Sunday, June 16, 2024

Is demand for industrial space outstripping supply in Mexico?

Nearshoring has boosted demand for industrial space in Mexico and is growing, leaving industrial developers struggling to keep up.

Mexico City-based real estate fund Meor reported this week that less than 2% of industrial space is currently vacant nationwide, while the figure in the north is close to 0%. The shortage will likely become more acute over time, as demand for space is expected to double over the coming years. Meor predicts there will be demand for 13 million square meters of industrial space over the next five years.

The real estate fund Meor, which specializes in industrial parks, predicts a demand of up to 13 million square meters (140 million square feet) in industrial space in the next five years. (Meor)

According to U.S. investment bank Morgan Stanley, 300 companies have set up operations in Mexico in 2023 alone, and US $50 billion of foreign direct investment could arrive in the country over the next five years.

“Industrial developers are doing our best, we are all building at rates not seen before, but there are issues that do not allow us to go faster,” Meor’s Chief Investment Officer, Jonathan Pomerantz, told reporters.
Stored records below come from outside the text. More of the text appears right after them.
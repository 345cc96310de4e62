//! Policy engine
//!
//! Decides, per request, whether CSRF verification applies. Everything here
//! is a pure predicate over the request head.

use crate::config::CsrfConfig;
use crate::error::{ConfigError, Result};
use crate::tags::{CorsTrusted, RouteModifiers};
use http::header::{HeaderMap, HeaderName, CONTENT_TYPE};
use http::request::Parts;
use std::sync::Arc;

/// A white list / black list pair.
///
/// A non-empty white list wins: everything *not* listed is selected. Otherwise
/// a non-empty black list selects exactly the listed values. With both lists
/// empty every value is selected. Comparisons ignore ASCII case.
#[derive(Clone, Debug, Default, PartialEq, Eq)]
pub struct ListPolicy {
    /// Values exempt from checking
    pub white_list: Vec<String>,
    /// Values that are the only ones checked (used when the white list is empty)
    pub black_list: Vec<String>,
}

impl ListPolicy {
    /// Select everything.
    pub fn all() -> Self {
        Self::default()
    }

    /// Select everything except `items`.
    pub fn white_list<I, S>(items: I) -> Self
    where
        I: IntoIterator<Item = S>,
        S: Into<String>,
    {
        Self {
            white_list: items.into_iter().map(Into::into).collect(),
            black_list: Vec::new(),
        }
    }

    /// Select only `items`.
    pub fn black_list<I, S>(items: I) -> Self
    where
        I: IntoIterator<Item = S>,
        S: Into<String>,
    {
        Self {
            white_list: Vec::new(),
            black_list: items.into_iter().map(Into::into).collect(),
        }
    }

    /// Check whether a request described by `values` is selected.
    ///
    /// A request may carry several values (route modifiers) or none (a
    /// missing content type); any listed value counts as a hit.
    pub fn selects<'a, I>(&self, values: I) -> bool
    where
        I: IntoIterator<Item = &'a str>,
    {
        if !self.white_list.is_empty() {
            !values.into_iter().any(|v| listed(&self.white_list, v))
        } else if !self.black_list.is_empty() {
            values.into_iter().any(|v| listed(&self.black_list, v))
        } else {
            true
        }
    }
}

fn listed(list: &[String], value: &str) -> bool {
    list.iter().any(|item| item.eq_ignore_ascii_case(value))
}

/// What a header rule expects the header value to be.
#[derive(Clone, Debug, PartialEq, Eq)]
pub enum HeaderMatch {
    /// Any value, as long as the header is present (`*`)
    Any,
    /// Exactly this value
    Exact(String),
}

/// A single `Name=value` header rule.
#[derive(Clone, Debug, PartialEq, Eq)]
pub struct HeaderRule {
    name: HeaderName,
    expected: HeaderMatch,
}

impl HeaderRule {
    /// Match requests that carry `name` with any value.
    pub fn any(name: &str) -> Result<Self> {
        Ok(Self {
            name: parse_header_name(name)?,
            expected: HeaderMatch::Any,
        })
    }

    /// Match requests that carry `name` with exactly `value`.
    pub fn exact(name: &str, value: impl Into<String>) -> Result<Self> {
        Ok(Self {
            name: parse_header_name(name)?,
            expected: HeaderMatch::Exact(value.into()),
        })
    }

    /// Parse `Name=value`; a value of `*` matches any value.
    pub fn parse(rule: &str) -> Result<Self> {
        let (name, value) = rule
            .split_once('=')
            .ok_or_else(|| ConfigError::InvalidHeaderRule(rule.to_string()))?;
        let (name, value) = (name.trim(), value.trim());
        if name.is_empty() {
            return Err(ConfigError::InvalidHeaderRule(rule.to_string()));
        }

        match value {
            "*" => Self::any(name),
            value => Self::exact(name, value),
        }
    }

    /// The header this rule inspects.
    pub fn name(&self) -> &HeaderName {
        &self.name
    }

    /// The expected value.
    pub fn expected(&self) -> &HeaderMatch {
        &self.expected
    }

    /// Check the rule against request headers.
    pub fn matches(&self, headers: &HeaderMap) -> bool {
        headers.get_all(&self.name).iter().any(|value| match &self.expected {
            HeaderMatch::Any => true,
            HeaderMatch::Exact(expected) => value.as_bytes() == expected.as_bytes(),
        })
    }
}

pub(crate) fn parse_header_name(name: &str) -> Result<HeaderName> {
    HeaderName::from_bytes(name.trim().as_bytes())
        .map_err(|_| ConfigError::InvalidHeaderName(name.to_string()))
}

/// Header rules that force checking on (`protect`) or off (`bypass`).
///
/// An empty protect set protects every request. A matching bypass rule
/// always wins over protect rules.
#[derive(Clone, Debug, Default, PartialEq, Eq)]
pub struct HeaderRules {
    /// When non-empty, check only requests matching one of these, whatever
    /// their method and content type
    pub protect: Vec<HeaderRule>,
    /// Never check requests matching one of these
    pub bypass: Vec<HeaderRule>,
}

impl HeaderRules {
    /// Check whether the headers leave the request protected.
    pub fn protects(&self, headers: &HeaderMap) -> bool {
        let protected =
            self.protect.is_empty() || self.protect.iter().any(|rule| rule.matches(headers));
        protected && !self.bypasses(headers)
    }

    /// Check whether a protect rule matches and no bypass rule does.
    ///
    /// Such a request is checked whatever its method and content type.
    pub fn forces(&self, headers: &HeaderMap) -> bool {
        self.protect.iter().any(|rule| rule.matches(headers)) && !self.bypasses(headers)
    }

    fn bypasses(&self, headers: &HeaderMap) -> bool {
        self.bypass.iter().any(|rule| rule.matches(headers))
    }
}

/// Lowercased media type of the request, without parameters.
pub(crate) fn media_type(headers: &HeaderMap) -> Option<String> {
    let value = headers.get(CONTENT_TYPE)?.to_str().ok()?;
    let media_type = value.split(';').next()?.trim();
    (!media_type.is_empty()).then(|| media_type.to_ascii_lowercase())
}

/// Decides whether a request needs CSRF verification.
#[derive(Clone, Debug)]
pub struct PolicyEngine {
    config: Arc<CsrfConfig>,
}

impl PolicyEngine {
    /// Create a policy engine over a shared configuration.
    pub fn new(config: Arc<CsrfConfig>) -> Self {
        Self { config }
    }

    /// Full filter decision.
    ///
    /// A request is checked when it is not CORS-trusted, is protected by
    /// route, and either matches a protect header rule or has a selected
    /// method and content type.
    pub fn should_check(&self, parts: &Parts) -> bool {
        if self.is_cors_bypassed(parts) {
            tracing::trace!(uri = %parts.uri, "CSRF check bypassed for CORS-trusted request");
            return false;
        }

        let selected = self.config.header_rules.forces(&parts.headers)
            || (self.method_selected(parts) && self.content_type_selected(parts));
        let check = selected && self.is_protected(parts);
        tracing::trace!(method = %parts.method, uri = %parts.uri, check, "CSRF policy decision");
        check
    }

    /// Decision for explicitly checked routes: method and content-type lists
    /// are ignored, CORS trust and route protection still apply.
    pub fn must_check(&self, parts: &Parts) -> bool {
        !self.is_cors_bypassed(parts) && self.is_protected(parts)
    }

    /// Check the method lists.
    pub fn method_selected(&self, parts: &Parts) -> bool {
        self.config
            .method_policy
            .selects(std::iter::once(parts.method.as_str()))
    }

    /// Check the content-type lists.
    pub fn content_type_selected(&self, parts: &Parts) -> bool {
        let media_type = media_type(&parts.headers);
        self.config
            .content_type_policy
            .selects(media_type.as_deref())
    }

    /// Header rules, route modifiers and the custom predicate.
    pub fn is_protected(&self, parts: &Parts) -> bool {
        let modifiers = parts.extensions.get::<RouteModifiers>();
        let by_modifier = self
            .config
            .route_modifiers
            .selects(modifiers.into_iter().flat_map(RouteModifiers::iter));

        by_modifier
            && self.config.header_rules.protects(&parts.headers)
            && (self.config.should_protect)(parts)
    }

    /// CORS trust bypass.
    pub fn is_cors_bypassed(&self, parts: &Parts) -> bool {
        self.config.bypass_cors_trusted_origins && parts.extensions.get::<CorsTrusted>().is_some()
    }
}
“2023 will once again set a record, both in construction and in space occupancy. But I don’t think we’re making the volume necessary to meet demand,” he added.

A record 2 million square meters of industrial space was constructed in Mexico in 2022, Pomerantz said, and 2023’s figure could be even higher. In early September, Mexico’s Ministry of Finance and Public Credit (SHCP) said that construction of industrial sites in some northern cities had increased by more than 150% annually in the second quarter of 2023, driven by high demand and spiraling rents.

Industrial park in Saltillo
An expanse of industrial parks near Monterrey, which currently has the highest rate of leasing and construction of industrial space in the country. (Photo: OCV Salitillo)

“The scarcity of these sites has resulted in increases in their rental prices: during the second quarter of 2023, rents showed annual increases of 24.5% and 16.4% in Monterrey and Ciudad Juárez, respectively,” the SHCP said.

The effects of nearshoring are most apparent in Mexico’s northern states due to their greater industrial development and proximity to the U.S. border. Monterrey, in Nuevo León, has the highest leasing and construction of industrial space in the country, according to the brokerage firm Solili.

However, while the north is racing to keep up with growing demand, the pace of construction and occupation of industrial space is lagging this year in Mexico’s central region, according to the consultancy Datoz. This meant that transactions of industrial warehouses nationwide fell 17.4% annually in the first quarter of 2023, the firm said.

The north also faces many challenges, particularly regarding energy supply. Most industrial hotspots have enough energy generation, Pomerantz said, but there is a lack of infrastructure for energy conversion and transmission.

Several recent surveys of industrial park owners have found that overall warehouse space in such parks is nearing 100% occupancy, particularly in the north. (ProLogis/X)

Despite these difficulties, shortages and rising rents, analysts agreed that the reconfiguration of global supply chains resulting from the COVID-19 pandemic, U.S.-China trade tensions and the Russia-Ukraine war will continue driving businesses to Mexico.

“Given the importance of the United States market worldwide in consumption, settling in Mexico will be necessary for companies that want to maintain a commercial relationship with that country, at least in the short term, despite having higher costs than other countries,” Fernando Pliego, Audit Partner at Salles Sainz, told newspaper El Economista.